Continued Cold Spell: Three Pools in South Iceland Closed

Low cost of electricity in Iceland compared with the rest of Europe

Three public pools in South Iceland will be closed indefinitely today to save hot water, RÚV reports. Iceland’s national utility company does not expect rationing to affect households. Temperatures around the country are expected to drop further this week.

A spell of freezing temperatures

Temperatures in Iceland have barely risen above 0°C over the past days – and the weather is expected to get colder as the week progresses. As noted by RÚV, households in Iceland have been kept warm by an abundance of geothermal energy, and according to information from Veitur – Iceland’s national utility company – the country’s hot-water system is well equipped to handle the cold spell; the system has yet to reach its limit, although Veitur will continue to assess the state of the system on a daily basis.

Even though the country’s hot-water supply is expected to handle the coming cold without incident, Rangárveitur, which manages the hot-water supply in three municipalities in South Iceland, is nearing its limit, a press release from Veitur notes. In light of the cold weather, the local authorities have decided to close three public pools in the area – in Hvolsvöllur, Hella, and Laugaland – starting today. The authorities hope that the pools will only be closed for a few days, or over the coldest period.

Order of priority

As far as additional reductions to the hot-water supply are concerned, a Veitur spokesperson told RÚV that cuts were always made first among large users – bathing lagoons, public pools, and butcheries, e.g. In the event of forced rationing, Veitur screens for “essential services” while also assessing whether relevant water conduits were capable of withstanding closures. As it stands, there is enough hot water to keep Icelandic households warm, although Veitur could be forced to make brief reductions (as in the case of the public pools in the Rangárvellir municipality).

Veitur recommends that homeowners keep their hot-water usage within reasonable limits. Ideally, radiator valves are to be set at 3 (20°C), allowing the thermostatic valve to detect the temperature in the room and adjust accordingly. Windows should be kept closed.

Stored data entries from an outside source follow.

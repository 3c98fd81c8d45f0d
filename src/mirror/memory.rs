use std::collections::BTreeMap;
use std::sync::{Mutex, MutexGuard};

use super::errors::{MirrorError, MirrorResult};
use super::NameMirror;
use crate::model::{IndexName, NameKey};

/// In-process mirror for tests and embedded use.
#[derive(Debug, Default)]
pub struct MemoryMirror {
    names: Mutex<BTreeMap<NameKey, IndexName>>,
}

impl MemoryMirror {
    pub fn new() -> Self {
        Self::default()
    }

    /// Creates a mirror pre-filled with the given names.
    pub fn with_names(names: impl IntoIterator<Item = IndexName>) -> Self {
        let map = names
            .into_iter()
            .filter_map(|n| n.key.map(|k| (k, n)))
            .collect();
        Self {
            names: Mutex::new(map),
        }
    }

    fn lock(&self) -> MirrorResult<MutexGuard<'_, BTreeMap<NameKey, IndexName>>> {
        self.names.lock().map_err(|_| MirrorError::LockPoisoned)
    }
}

impl NameMirror for MemoryMirror {
    fn count(&self) -> MirrorResult<usize> {
        Ok(self.lock()?.len())
    }

    fn load_all(&self) -> MirrorResult<Vec<IndexName>> {
        Ok(self.lock()?.values().cloned().collect())
    }

    fn create(&self, name: &IndexName) -> MirrorResult<()> {
        let key = name
            .key
            .ok_or_else(|| MirrorError::InvalidRecord(name.scientific_name.clone()))?;
        self.lock()?.insert(key, name.clone());
        Ok(())
    }

    fn delete(&self, keys: &[NameKey]) -> MirrorResult<()> {
        let mut names = self.lock()?;
        for key in keys {
            names.remove(key);
        }
        Ok(())
    }

    fn truncate(&self) -> MirrorResult<()> {
        self.lock()?.clear();
        Ok(())
    }
}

Hot-Water Supply Nearing Limit, Rationing to be Considered

Krísuvík - Seltún - hverasvæði - Reykjanes

The nation’s hot-water supply is nearing its limit, Vísir reports. Utility companies may need to begin rationing hot water during long periods of cold weather, a specialist at Samorka has stated.

Demand outpacing supply

Samorka, a federation of energy and utility companies in Iceland, held an open meeting at the Harpa Conference Hall yesterday. During the meeting, specialists assessed the hot-water supply of the largest utility companies and reviewed forecasts of future demand.

In an interview with Vísir, Lovísa Árnadóttir, Samorka’s public relations officer, stated that the situation at the nation’s utility companies was serious: hot-water use has outpaced population growth. Utility companies are stretched to the limit trying to meet the current demand – not to mention the growing demand in the future. The demand in the capital area is expected to increase by 3% annually.

“If we peer further into the future, to the year 2060, for example, forecasts suggest that the output of the entire heating system would need to be doubled. In terms of relative size: the Hellisheiði Power Station, which provides hot water for most of Reykjavík, is approximately twice the size of the Kárahnjúka Power Station. And so we’re talking about a lot of energy, and doubling the output is no small task,” Lovísa told Vísir.

Approximately 60% of the energy used in Iceland comprises hot water for domestic heating, baths, and other household consumption. This amounts to 43 terawatt hours (a unit of energy equal to outputting one trillion watts for one hour), or twice the amount of energy produced by all of the nation’s electric power stations.

“The current production areas are already operating at maximum capacity, and so we need to look for ways to make them more efficient. We could do this by, for example, encouraging individuals to use their hot water more frugally,” Lovísa remarked. This could be accomplished by encouraging individuals to take brief showers instead of baths and by managing sidewalk heating during the summer. Utility companies all over Iceland are considering their next steps.

“The problem is that geothermal exploration takes a long time, which is part of the problem why we’re struggling to meet demand right now: because increased demand has exceeded forecasts and geothermal exploration can take a decade. Familiarising ourselves with new geothermal systems also takes time.”

Changing consumption patterns

Speaking in layman’s terms, Almar Barja, a specialist at Samorka, stated that utility companies may need to ration hot water, possibly to households, businesses, and service providers – in the event of long periods of cold weather this winter or the next. According to Almar, it is not clear how the problem is to be solved, at least in the short term, an article in Vísir notes.

Almar also noted that consumption patterns were changing, with individuals opting for roomier homes, more people choosing to live alone, and families shrinking. All of this means that an increasingly greater number of square metres need to be heated. Almar added that Samorka was also not seeing frugal use among consumers nor the expected contraction in hot-water use following directives on the insulation of houses, the improved insulation of new houses, e.g. by floor heating.”